-- Opening Marker --

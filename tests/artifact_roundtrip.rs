// tests/artifact_roundtrip.rs
use chrono::{TimeZone, Utc};
use chrono_tz::Europe::Zurich;
use timeline_digest::artifact;
use timeline_digest::ingest::types::RawPost;
use timeline_digest::ingest::{filter_window, newest_first, normalize};

fn posts() -> Vec<timeline_digest::NormalizedPost> {
    let now = Utc.with_ymd_and_hms(2024, 5, 1, 12, 0, 0).unwrap();
    let raw: Vec<RawPost> = [
        ("2024-05-01T07:15:00Z", "Swiss CPI 1.4% y/y vs 1.1% expected"),
        ("2024-05-01T11:45:00Z", "Brackets [inside] the text survive"),
        ("2024-05-01T09:00:00Z", "UK mortgage approvals 61.3K"),
    ]
    .into_iter()
    .enumerate()
    .map(|(i, (ts, text))| RawPost {
        text: text.into(),
        posted_at: ts.into(),
        author_handle: "financialjuice".into(),
        source_id: Some(i.to_string()),
    })
    .collect();
    newest_first(normalize(filter_window(raw, 24, now, Zurich)))
}

#[test]
fn written_artifact_parses_back_to_the_same_texts() {
    let dir = tempfile::tempdir().unwrap();
    let path = dir.path().join("out").join("timeline_last_hours.txt");
    let posts = posts();

    artifact::write(&path, &posts).unwrap();
    let content = artifact::read(&path).unwrap();
    let lines = artifact::parse(&content);

    assert_eq!(lines.len(), posts.len());
    for (line, post) in lines.iter().zip(&posts) {
        assert_eq!(line.text, post.text);
    }
    // Newest first, stamped in the reporting zone.
    assert_eq!(
        content.lines().next().unwrap(),
        "[2024-05-01 13:45 CEST] Brackets [inside] the text survive"
    );
    assert!(!dir.path().join("out").join("timeline_last_hours.txt.tmp").exists());
}

#[test]
fn each_run_replaces_the_previous_artifact() {
    let dir = tempfile::tempdir().unwrap();
    let path = dir.path().join("timeline.txt");
    let posts = posts();

    artifact::write(&path, &posts).unwrap();
    artifact::write(&path, &posts[..1]).unwrap();
    assert_eq!(artifact::parse(&artifact::read(&path).unwrap()).len(), 1);

    artifact::write(&path, &[]).unwrap();
    assert_eq!(artifact::read(&path).unwrap(), "");
}

#[test]
fn unreadable_artifact_reports_its_path() {
    let dir = tempfile::tempdir().unwrap();
    let missing = dir.path().join("nope.txt");
    let err = artifact::read(&missing).unwrap_err();
    assert_eq!(err.path, missing);
}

-- Closing Marker --

■ **About this task**
The lines above should be duplicated exactly.

■ **Exercise solution**
filename tests/artifact_roundtrip.rs
// tests/artifact_roundtrip.rs
use chrono::{TimeZone, Utc};
use chrono_tz::Europe::Zurich;
use timeline_digest::artifact;
use timeline_digest::ingest::types::RawPost;
use timeline_digest::ingest::{filter_window, newest_first, normalize};

fn posts() -> Vec<timeline_digest::NormalizedPost> {
    let now = Utc.with_ymd_and_hms(2024, 5, 1, 12, 0, 0).unwrap();
    let raw: Vec<RawPost> = [
        ("2024-05-01T07:15:00Z", "Swiss CPI 1.4% y/y vs 1.1% expected"),
        ("2024-05-01T11:45:00Z", "Brackets [inside] the text survive"),
        ("2024-05-01T09:00:00Z", "UK mortgage approvals 61.3K"),
    ]
    .into_iter()
    .enumerate()
    .map(|(i, (ts, text))| RawPost {
        text: text.into(),
        posted_at: ts.into(),
        author_handle: "financialjuice".into(),
        source_id: Some(i.to_string()),
    })
    .collect();
    newest_first(normalize(filter_window(raw, 24, now, Zurich)))
}

#[test]
fn written_artifact_parses_back_to_the_same_texts() {
    let dir = tempfile::tempdir().unwrap();
    let path = dir.path().join("out").join("timeline_last_hours.txt");
    let posts = posts();

    artifact::write(&path, &posts).unwrap();
    let content = artifact::read(&path).unwrap();
    let lines = artifact::parse(&content);

    assert_eq!(lines.len(), posts.len());
    for (line, post) in lines.iter().zip(&posts) {
        assert_eq!(line.text, post.text);
    }
    // Newest first, stamped in the reporting zone.
    assert_eq!(
        content.lines().next().unwrap(),
        "[2024-05-01 13:45 CEST] Brackets [inside] the text survive"
    );
    assert!(!dir.path().join("out").join("timeline_last_hours.txt.tmp").exists());
}

#[test]
fn each_run_replaces_the_previous_artifact() {
    let dir = tempfile::tempdir().unwrap();
    let path = dir.path().join("timeline.txt");
    let posts = posts();

    artifact::write(&path, &posts).unwrap();
    artifact::write(&path, &posts[..1]).unwrap();
    assert_eq!(artifact::parse(&artifact::read(&path).unwrap()).len(), 1);

    artifact::write(&path, &[]).unwrap();
    assert_eq!(artifact::read(&path).unwrap(), "");
}

#[test]
fn unreadable_artifact_reports_its_path() {
    let dir = tempfile::tempdir().unwrap();
    let missing = dir.path().join("nope.txt");
    let err = artifact::read(&missing).unwrap_err();
    assert_eq!(err.path, missing);
}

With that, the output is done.